The August 2008 SADC Summit held in Sandton South Africa officially launching the SADC Free Trade Area which saw the bulk of tariff liberalisation completed on the first of January this year. Twelve of the SADC Member States: Botswana, Lesotho, Madagascar, Malawi, Mauritius, Mozambique, Namibia, South Africa, Swaziland, Tanzania, Zambia and Zimbabwe have ratified the SADC Protocol on Trade. The outstanding Members are Angola and the Democratic Republic of the Congo (DRC) who are LDC’s and will join the FTA as their capabilities allow. In addition Malawi, also an LDC, has only partially implemented its commitments. There are notable exceptions to the 2008 ‘free’ status and the FTA will only be fully operational by 2012.
The liberalisation of trade has wider practical implications within the region, notably with regard to the global food crisis, which the region has felt acutely. Estimates show that the SADC region is expected to increase its cereal harvest by around 20% compared to last season. This will result in a significant increase in the regional food security situation, if trade flows are unencumbered. Member States with surpluses can export to those with deficits thereby improving the overall food security situation. However, the removal of temporary export bans on major food crops will have to be addressed to enable those with shortfalls adequate access to food.

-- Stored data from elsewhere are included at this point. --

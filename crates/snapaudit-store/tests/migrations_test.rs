// Integration tests for the migration framework

use rusqlite::Connection;
use snapaudit_core::errors::ExErrorKind;
use snapaudit_store::migrations::{applied_migrations, apply_migrations};

fn table_names(conn: &Connection) -> Vec<String> {
    let mut stmt = conn
        .prepare("SELECT name FROM sqlite_master WHERE type = 'table' ORDER BY name")
        .unwrap();
    stmt.query_map([], |row| row.get(0))
        .unwrap()
        .collect::<Result<Vec<String>, _>>()
        .unwrap()
}

#[test]
fn test_apply_migrations_on_empty_db() {
    let mut conn = Connection::open_in_memory().unwrap();
    apply_migrations(&mut conn).unwrap();

    let tables = table_names(&conn);
    for expected in [
        "schema_version",
        "emby_users",
        "emby_user_history",
        "platform_users",
        "platform_user_history",
    ] {
        assert!(tables.contains(&expected.to_string()), "Missing table: {}", expected);
    }
}

#[test]
fn test_reapplying_is_a_no_op() {
    let mut conn = Connection::open_in_memory().unwrap();
    apply_migrations(&mut conn).unwrap();
    apply_migrations(&mut conn).unwrap();
    assert_eq!(
        applied_migrations(&conn).unwrap(),
        vec!["001_emby_users", "002_platform_users"]
    );
}

#[test]
fn test_edited_migration_is_detected() {
    let mut conn = Connection::open_in_memory().unwrap();
    apply_migrations(&mut conn).unwrap();
    conn.execute(
        "UPDATE schema_version SET checksum = 'deadbeef' WHERE migration_id = '001_emby_users'",
        [],
    )
    .unwrap();

    let err = apply_migrations(&mut conn).unwrap_err();
    assert_eq!(err.kind(), ExErrorKind::ConstraintViolation);
    assert!(err.message().contains("001_emby_users"));
}

#[test]
fn test_subject_id_is_unique_per_kind() {
    let mut conn = Connection::open_in_memory().unwrap();
    apply_migrations(&mut conn).unwrap();
    let insert = "INSERT INTO emby_users (subject_id, display_name, fields_json, fields_digest,
        created_at, updated_at) VALUES ('e-1', 'a', '{}', 'd', 't', 't')";
    conn.execute(insert, []).unwrap();
    assert!(conn.execute(insert, []).is_err());
}
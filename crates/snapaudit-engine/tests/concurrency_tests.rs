// Concurrent engine commands against one on-disk store

mod common;

use common::*;
use snapaudit_core::model::{AccountStatus, ChangeTag, EmbyUserFields};
use snapaudit_core::StoreConfig;
use snapaudit_engine::{apply_engine_command, EngineCommand, EngineContext};
use snapaudit_store::audit::{self, HistoryQuery};
use std::sync::{Arc, Barrier};
use std::thread;

#[test]
fn test_concurrent_ban_and_sync_both_land_in_history() {
    let dir = tempfile::tempdir().unwrap();
    let mut config = StoreConfig::default();
    config.database.path = dir.path().join("nested").join("store.db");

    let mut conn = snapaudit_store::db::open_store(&config.database).unwrap();
    sync_emby(&mut conn, "e1", "alice");
    drop(conn);

    let barrier = Arc::new(Barrier::new(2));
    let commands = vec![
        EngineCommand::BanEmbyUser {
            subject_id: "e1".to_string(),
            reason: "spam".to_string(),
            actor: Some(1),
            user_dto: None,
        },
        EngineCommand::SyncEmbyProfile {
            subject_id: "e1".to_string(),
            // The server already reflects the ban
            user_dto: emby_dto("e1", "alicia", true),
            force: false,
            remark: None,
            actor: None,
        },
    ];

    let handles: Vec<_> = commands
        .into_iter()
        .map(|cmd| {
            let barrier = Arc::clone(&barrier);
            let db = config.database.clone();
            thread::spawn(move || {
                let mut conn = snapaudit_store::db::open_store(&db).unwrap();
                barrier.wait();
                apply_engine_command(cmd, &mut conn, &EngineContext::new()).unwrap();
            })
        })
        .collect();
    for handle in handles {
        handle.join().unwrap();
    }

    let conn = snapaudit_store::db::open_store(&config.database).unwrap();
    let current = audit::live::get::<EmbyUserFields>(&conn, "e1").unwrap();
    assert_eq!(current.version, 3);
    assert_eq!(current.fields.name, "alicia");
    assert_eq!(current.fields.status, AccountStatus::Disabled);

    let items = audit::read_page::<EmbyUserFields>(&conn, &HistoryQuery::for_subject("e1"))
        .unwrap()
        .items;
    assert_eq!(items.len(), 2);
    assert_eq!(items[0].source_version, 1);
    assert_eq!(items[1].source_version, 2);
    assert!(items.iter().any(|h| h.action == ChangeTag::Ban));
}
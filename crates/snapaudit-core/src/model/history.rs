use chrono::{DateTime, Utc};
use serde::{Deserialize, Serialize};

use super::audit_stamp::AuditStamp;
use super::change_tag::ChangeTag;
use super::profile::ProfileFields;

/// Immutable snapshot of a live record's state before a change
///
/// `subject_id` references the live record by value only. `remark`,
/// `source_stamp` and `source_version` are the live record's own values at
/// capture time, so every row describes itself without a join.
#[derive(Debug, Clone, PartialEq, Serialize, Deserialize)]
#[serde(bound = "F: ProfileFields")]
pub struct HistoryRecord<F: ProfileFields> {
    /// Assigned by the store on append; `None` until persisted
    pub history_id: Option<i64>,

    pub subject_id: String,

    /// Full copy of the pre-change field set
    pub fields: F,

    /// SHA-256 of the canonical JSON encoding of `fields`
    pub fields_digest: String,

    pub action: ChangeTag,

    /// The live record's remark before the change
    pub remark: Option<String>,

    pub source_stamp: AuditStamp,
    pub source_version: i64,

    pub recorded_at: DateTime<Utc>,
    pub recorded_by: Option<i64>,
}

impl<F: ProfileFields> HistoryRecord<F> {
    #[must_use]
    pub fn with_history_id(mut self, history_id: i64) -> Self {
        self.history_id = Some(history_id);
        self
    }
}
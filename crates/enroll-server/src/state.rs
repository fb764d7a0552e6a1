//! Application State

use std::sync::Arc;

use enroll_core::directory::ContactDirectory;
use enroll_core::reconcile::TagReconciler;
use enroll_core::resolver::ContactResolver;
use enroll_core::session::SessionStore;
use enroll_payments::{CheckoutLinks, NormalizerConfig, XenditClient};

/// Shared application state
#[derive(Clone)]
pub struct AppState {
    /// CRM contact directory (GHL in production, in-memory in tests)
    pub directory: Arc<dyn ContactDirectory>,

    /// Find-or-create resolution for the lead flow
    pub resolver: Arc<ContactResolver>,

    /// Payment-event reconciliation
    pub reconciler: Arc<TagReconciler>,

    /// Checkout session store
    pub sessions: Arc<dyn SessionStore>,

    /// Xendit client (None when not configured — static links still work)
    pub xendit: Option<Arc<XenditClient>>,

    /// Static per-role checkout links
    pub checkout_links: CheckoutLinks,

    /// Role-resolution configuration for webhook normalization
    pub normalizer: NormalizerConfig,

    /// Shared secret expected in the webhook callback-token header
    pub webhook_token: String,
}
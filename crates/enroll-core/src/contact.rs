//! Contact Types
//!
//! Contacts are owned by the CRM; these types are a read/write view over its
//! API, never a local cache.

use serde::{Deserialize, Serialize};

/// Opaque CRM-assigned contact identifier, immutable once created
#[derive(Clone, Debug, PartialEq, Eq, Hash, Serialize, Deserialize)]
pub struct ContactId(String);

impl ContactId {
    pub fn from_string(s: impl Into<String>) -> Self {
        Self(s.into())
    }

    pub fn as_str(&self) -> &str {
        &self.0
    }
}

impl std::fmt::Display for ContactId {
    fn fmt(&self, f: &mut std::fmt::Formatter<'_>) -> std::fmt::Result {
        write!(f, "{}", self.0)
    }
}

/// Snapshot of a CRM contact at lookup time
#[derive(Clone, Debug, Serialize, Deserialize)]
pub struct Contact {
    pub id: ContactId,

    pub email: String,

    /// Free-text labels; the CRM treats them as a set
    #[serde(default)]
    pub tags: Vec<String>,
}

/// Payload for creating a contact
#[derive(Clone, Debug, Serialize, Deserialize)]
pub struct NewContact {
    pub name: Option<String>,

    pub first_name: Option<String>,

    pub last_name: Option<String>,

    pub email: String,

    /// Attribution source recorded on the CRM contact
    pub source: String,

    /// Initial tags
    pub tags: Vec<String>,
}

impl NewContact {
    /// Build a lead-stage contact from a display name and email.
    ///
    /// The display name is split on the first space into first/last name,
    /// matching what the CRM expects on its create endpoint.
    pub fn lead(name: &str, email: &str, tags: Vec<String>) -> Self {
        let name = name.trim();
        let (first, last) = match name.split_once(' ') {
            Some((f, l)) => (f.to_string(), Some(l.trim().to_string()).filter(|s| !s.is_empty())),
            None => (name.to_string(), None),
        };

        Self {
            name: Some(name.to_string()).filter(|s| !s.is_empty()),
            first_name: Some(first).filter(|s| !s.is_empty()),
            last_name: last,
            email: normalize_email(email),
            source: "public api".into(),
            tags,
        }
    }
}

/// Normalize an email for comparison: trim and lowercase.
///
/// Two lookups for emails differing only in case or surrounding whitespace
/// must resolve to the same contact.
pub fn normalize_email(raw: &str) -> String {
    raw.trim().to_ascii_lowercase()
}

/// Basic email-shape check: local part, `@`, dotted domain.
///
/// Not RFC validation — just enough to reject blanks and obvious typos
/// before spending a CRM round trip on them.
pub fn is_valid_email(s: &str) -> bool {
    let s = s.trim();
    let Some((local, domain)) = s.split_once('@') else {
        return false;
    };
    if local.is_empty() || domain.len() < 3 {
        return false;
    }
    match domain.split_once('.') {
        Some((host, tld)) => !host.is_empty() && !tld.is_empty(),
        None => false,
    }
}
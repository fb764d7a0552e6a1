//! Webhook Verification
//!
//! Xendit authenticates each delivery with a shared callback token in a
//! request header. Verification is an exact string comparison against the
//! configured secret, performed on the raw request before any parsing; a
//! mismatch stops processing entirely.

use crate::error::{PaymentError, Result};

/// Header carrying the provider's shared callback token
pub const CALLBACK_TOKEN_HEADER: &str = "x-callback-token";

/// Verify the presented callback token against the configured secret.
///
/// An empty configured secret rejects everything — a deployment without the
/// secret must not accept webhooks.
pub fn verify_callback_token(presented: Option<&str>, expected: &str) -> Result<()> {
    if expected.is_empty() {
        return Err(PaymentError::WebhookToken(
            "no webhook token configured".into(),
        ));
    }

    match presented {
        Some(token) if token == expected => Ok(()),
        Some(_) => Err(PaymentError::WebhookToken("token mismatch".into())),
        None => Err(PaymentError::WebhookToken(
            "missing callback token header".into(),
        )),
    }
}

#[cfg(test)]
mod tests {
    use super::*;

    #[test]
    fn test_matching_token_accepted() {
        assert!(verify_callback_token(Some("s3cret"), "s3cret").is_ok());
    }

    #[test]
    fn test_mismatch_rejected() {
        let err = verify_callback_token(Some("wrong"), "s3cret").unwrap_err();
        assert!(matches!(err, PaymentError::WebhookToken(_)));
    }

    #[test]
    fn test_missing_header_rejected() {
        assert!(verify_callback_token(None, "s3cret").is_err());
    }

    #[test]
    fn test_unconfigured_secret_rejects_everything() {
        assert!(verify_callback_token(Some(""), "").is_err());
        assert!(verify_callback_token(Some("anything"), "").is_err());
    }
}
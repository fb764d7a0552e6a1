//! # enroll-crm
//!
//! GHL ("LeadConnector") implementation of the
//! [`ContactDirectory`](enroll_core::ContactDirectory) seam.
//!
//! Wraps the CRM's contact search/create/tag endpoints over `reqwest` with
//! uniform error mapping: transport failures, timeouts and 5xx responses
//! surface as `UpstreamUnavailable` (retryable), 4xx as `UpstreamRejected`
//! (not retryable). No caching — contact state belongs to the CRM.

pub mod ghl;

pub use ghl::{GhlClient, GhlConfig};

To establish the FTA, products have been grouped under three main categories (A, B and C). Category A products (mostly capital goods and equipment) were liberalised in the first year, 2000. Category B products (e.g. goods that constitute important sources of customs revenue) were liberalised gradually to 2008. Category C consists of products deemed sensitive by member states (e.g. imports sensitive to domestic industries such as sugar). These goods, limited to a maximum of 15% of each member’s total merchandise trade, are to be liberalised between 2005 and 2012. In addition, a fourth category of products, Category E, covers products ineligible for preferential treatment under general and security exceptions permissible under Articles 9 and 10 of the Protocol. These are expected to make up a small list of products, so that by 2012 about 98% of SADC merchandise trade will be subject to zero tariffs. The phase-down offers are country-specific and are currently being implemented. Implementation of the Protocol is based on the principle of reciprocity, i.e. tariff preferences will be extended only to member states that have submitted their instruments of implementation.
SADC members made ‘differentiated’ offers to non-SACU SADC countries plus Botswana, Lesotho, Swaziland and Namibia, and ‘general’ offers” to South Africa. Moreover, SACU members made offers to the other SADC members for immediate reductions to achieve zero tariffs after five years, except for sensitive products. SADC offers to SACU countries are differentiated. Offers for tariff reduction to BLNS countries are heavily front-loaded, while offers to South Africa are mid to back- loaded. Offers by the other SADC members to South Africa thereby delayed tariff reductions on category A and B products. Moreover, tariff reductions on the sensitive products (category C) are further delayed from the eighth to the twelfth year. This asymmetrical implementation is seen as a means of enhancing equity in the region since South Africa, the principal SACU member, is far more developed than other SADC members. Zimbabwe and Mauritius also agreed to start their tariff reductions earlier than other non-SACU members.
The FTA is not the end of the road and the Regional Indicative Strategic Development Plan (RISDP) approved by the SADC Summit in 2003 and confirmed in 2007, sets further ambitious targets for SADC’S regional integration. These are:
The completion of negotiations of the SADC Customs Union by 2010;
The completion of negotiations of the SADC Common Market by 2015;
Achieving a SADC Monetary Union and SADC Central Bank by 2016; and
The launch of a regional currency for SADC by 2018.
While there has been political commitment to this timetable, practitioners have been less enthusiastic in seeing beyond the practical difficulties in actually meeting these targets.